Long Distance Training is Your Teacher
As I approach the BMO Vancouver Marathon on May 1st, I am slowly picking up my long distance training (LSD) runs. On Sunday I completed my first full LSD 30k. Needless to say, it was quite difficult, especially the last five kilometers. Following is a list of what I learned:
- 30k is LONG. Initially, I did not think the extra 9k, after the half-marathon distance that I am so use to running, would not make that much of a distance. It did!
- When you run for more than three hours, boredom, even a sense of loneliness, sets in.
- It is perfectly okay to stop mid-way along the course to rest for a few minutes, take in some nutrition, and enjoy being outside.
- Kettle Chips are my new best friend; packed with calories, sodium and potassium, there is simply no better bits for a long run. Only negative is the aftertaste I noticed for the next half hour after chowing down. More post chip water next time!
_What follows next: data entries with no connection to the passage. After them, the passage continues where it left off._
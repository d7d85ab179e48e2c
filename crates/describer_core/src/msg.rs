use crate::{AiConfig, BatchId, BatchProgress, ConfigField, LinkItem};

#[derive(Debug, Clone, PartialEq, Eq)]
pub enum Msg {
    /// Owner opened the dialog.
    DialogOpened,
    /// User closed the dialog without saving.
    CancelClicked,
    /// User edited one field of the draft.
    FieldEdited(ConfigField),
    /// User clicked Save.
    SaveClicked,
    /// User asked to fill in missing descriptions.
    GenerateClicked,
    /// User accepted the confirmation prompt.
    GenerateConfirmed,
    /// User rejected the confirmation prompt.
    GenerateDeclined,
    /// User acknowledged the current notice.
    NoticeDismissed,
    /// User clicked Stop while a batch is running.
    StopClicked,
    /// Runner advanced.
    BatchProgressed {
        batch_id: BatchId,
        progress: BatchProgress,
    },
    /// Runner published its working copy.
    LinksPublished {
        batch_id: BatchId,
        links: Vec<LinkItem>,
    },
    /// Runner loop ended (exhausted, stopped or all failed).
    BatchFinished { batch_id: BatchId },
    /// Owner replaced its link collection.
    LinksReplaced(Vec<LinkItem>),
    /// Owner replaced its saved configuration.
    ConfigLoaded(AiConfig),
    /// Render tick.
    Tick,
    NoOp,
}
- Keep a steady pace from beginning to end. Do not “bank time” by running faster at the beginning. It makes the final distance more difficult.
- It use to be that 16k was my “cap,” the place where everything felt difficult. I have successfully pushed that to the 25k mark. My hard work is paying off!
- I needed less water than I anticipated. My 1l Camelbak was essential. My last draw was on my last klick. I took little sips along the way, no gulping.
- Blister prevention becomes important with distance. I got by with only a small one off my right big toe. There is no harm in using extra tape.
- As soon as I stopped mid-way for a food break, I became chilled. It was motivation to keep moving. It was also a reminder that there is no harm in an extra layer.
- Recovery time has taken far less time than I expected. I am on day two and I already feel like a short comfy run is very possible.
- Embrace the pain, do not deny that you are having it. The more you welcome the discomfort and dig deep with determination, the less of a hold pain has. This was a very unexpected lesson.
- Most importantly, I learned this past Sunday that my ability to complete a marathon distance is finally in reach. I will have to really work hard on those last 12 kilometers. However, it no longer strikes fear or feels impossible!
As i continue to complete longer runs in preparation for my first marathon, I am sure that there will be many more lessons to learn. Today I am celebrating my progress.